Diana Alt [00:43:18]:
I want some more. That it can make sense if you have. If you haven't already decided that you want to do an LLC at the outset.

Matthew Copple [00:43:25]:
So it's like, I think it was 50 bucks. And you don't have. You don't have to re register every year.

Diana Alt [00:43:31]:
Oh, yeah, we have to re register. It's like a report, but still 50 bucks. Now, California, different story. That's like $900 or something like that. And there's a lot of rules that even if you're in Missouri, like, there are reasons you could have to also incorporate in California if you don't play your cards right. So, like, it's not for faint of heart, but when you're doing limited local work, it's pretty easy to do the very first steps. So something that I thought about a lot, I actually started thinking about this when I had my first 1099 consulting job that was paid to me. It was for project management.

Diana Alt [00:44:10]:
Did it get again? AMC. Shout out AMC. But there's like a switch that flips between W2 and what we do now.

Matthew Copple [00:44:22]:
Oh yeah.

Diana Alt [00:44:23]:
So talk to us a little bit about some of the similarities and differences that you see in the W2 consultant life. Sorry the W2 full timer life versus that independent consultant life.

Matthew Copple [00:44:41]:
There's nobody, there's nobody that's going to call when you don't get up in the morning. Right. That's the biggest difference. Right. You know, if you, if you're feeling bad, you have to call into, you have to call in sick at work and if you don't, somebody's probably going to be checking up on you.

Diana Alt [00:44:59]:
Yeah.

Matthew Copple [00:44:59]:
To see if you're okay or if you're gonna show up. Right. There's nobody to, to hold. To hold account to. There's a, there's a fun little meme out on Facebook with, with otters in it and, and it says, you know, Steve wanted to call in. Steve being the otter, he wanted to call in sick. But he knew, but he knew the boss knew he was lying. And that's because Steve was the, was the boss.

Diana Alt [00:45:24]:
Right. I always say I'm the boss I've ever had.

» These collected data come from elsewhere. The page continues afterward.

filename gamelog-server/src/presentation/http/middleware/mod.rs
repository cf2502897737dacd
pub(crate) mod auth;
pub(crate) mod cors;
pub(crate) mod trace;
use super::post::{GameStatus, Post};

/// The dashboard shows a backlog alert from this many unplayed games on.
pub(crate) const BACKLOG_WARNING_THRESHOLD: u64 = 5;

#[derive(Debug, Clone, Copy, Default, PartialEq, Eq)]
pub(crate) struct LibraryStats {
    pub(crate) total: u64,
    pub(crate) unplayed: u64,
    pub(crate) playing: u64,
    pub(crate) completed: u64,
    pub(crate) perfect: u64,
    pub(crate) total_play_minutes: u64,
}

impl LibraryStats {
    pub(crate) fn from_posts<'a>(posts: impl IntoIterator<Item = &'a Post>) -> Self {
        posts.into_iter().fold(Self::default(), |mut stats, post| {
            stats.record(post.status, post.play_time);
            stats
        })
    }

    fn record(&mut self, status: GameStatus, play_time: i32) {
        self.total += 1;
        match status {
            GameStatus::Unplayed => self.unplayed += 1,
            GameStatus::Playing => self.playing += 1,
            GameStatus::Completed => self.completed += 1,
            GameStatus::Perfect => self.perfect += 1,
        }
        self.total_play_minutes += u64::try_from(play_time).unwrap_or(0);
    }

    pub(crate) fn cleared(&self) -> u64 {
        self.completed + self.perfect
    }

    /// Share of cleared games in whole percent, rounded half up.
    pub(crate) fn clear_rate(&self) -> u64 {
        if self.total == 0 {
            return 0;
        }
        (self.cleared() * 100 + self.total / 2) / self.total
    }

    pub(crate) fn total_play_hours(&self) -> u64 {
        self.total_play_minutes / 60
    }

    pub(crate) fn backlog_warning(&self) -> bool {
        self.unplayed >= BACKLOG_WARNING_THRESHOLD
    }
}
use anyhow::{Result, anyhow};
use axum::Router;
use axum::http::{Method, header};
use tower_http::cors::{Any, CorsLayer};

pub(crate) fn build_cors_layer(origins: &[String]) -> Result<CorsLayer> {
    let layer = if origins.iter().any(|origin| origin == "*") {
        CorsLayer::new().allow_origin(Any)
    } else {
        let origins = origins
            .iter()
            .map(|origin| origin.parse())
            .collect::<Result<Vec<_>, _>>()
            .map_err(|err| anyhow!("invalid CORS origin: {err}"))?;

        CorsLayer::new().allow_origin(origins)
    };

    Ok(layer
        .allow_methods([
            Method::GET,
            Method::POST,
            Method::PUT,
            Method::DELETE,
            Method::OPTIONS,
        ])
        .allow_headers([header::AUTHORIZATION, header::CONTENT_TYPE, header::ACCEPT]))
}

pub(crate) fn apply_cors(router: Router, origins: &[String]) -> Result<Router> {
    let cors = build_cors_layer(origins)?;
    Ok(router.layer(cors))
}

#[cfg(test)]
mod tests {
    use super::build_cors_layer;

    #[test]
    fn accepts_wildcard_and_explicit_origins() {
        assert!(build_cors_layer(&["*".to_string()]).is_ok());
        assert!(
            build_cors_layer(&[
                "http://localhost:3000".to_string(),
                "http://127.0.0.1:3000".to_string()
            ])
            .is_ok()
        );
    }

    #[test]
    fn rejects_unparseable_origin() {
        assert!(build_cors_layer(&["bad\norigin".to_string()]).is_err());
    }
}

Matthew Copple [00:45:29]:
There's. I am, I'm, I'm awful. And you know, I, it's. I often tell people this is the most fun I've ever had working twice as many hours for half as much money.

Diana Alt [00:45:40]:
Same.

Matthew Copple [00:45:45]:
And so that's the biggest thing is, is that there is nothing to keep you accountable when you become a business owner if you are not self disciplined enough to be able to discipline yourself, to get up in the morning and to do the hard things. You know, when you're a W2 employee, there's always that. I had a boss who used to always say I would get, I'm kind of a craftsman in that I really like to do. I'm a perfectionist and I really like to do the right job at the right time and I like things to be perfect. And his. He would come to me and I would be working late one night and he would just say, you know Matt, the work will still be there tomorrow morning. Go home. Right.

Diana Alt [00:46:31]:
So you have to discipline.

Matthew Copple [00:46:33]:
Work may not be there tomorrow morning.

Diana Alt [00:46:36]:
Well, what's interesting about it is like it depends on how you structure your business. And this is kind of some of the stuff that evolves over time. But I now have. In my business, I work really Hard to not have too many fixed deliverables. So right now, most of the time, the only thing is, if someone hires me to do a workshop, which I try to have prepared workshops so that it's minimal, like, oh yeah, show up on the day of the workshop and do it. But I've already developed it in the past. That's the ideal. But I try not to have firm dates because I just know that, number one, I've had some like, autoimmune health issues and I don't want like someone depending hardcore on me to deliver exactly on Monday or they're screwed if it's not till Tuesday, because what if my body fails me? But at the same time, that doesn't work for every type of business.

Diana Alt [00:47:33]:
You know, if you're embedded inside a software engineering team, working on a product that has to be delivered to the market, that hits different. So what is something else that's different about the W2 versus the solo consultant vibe?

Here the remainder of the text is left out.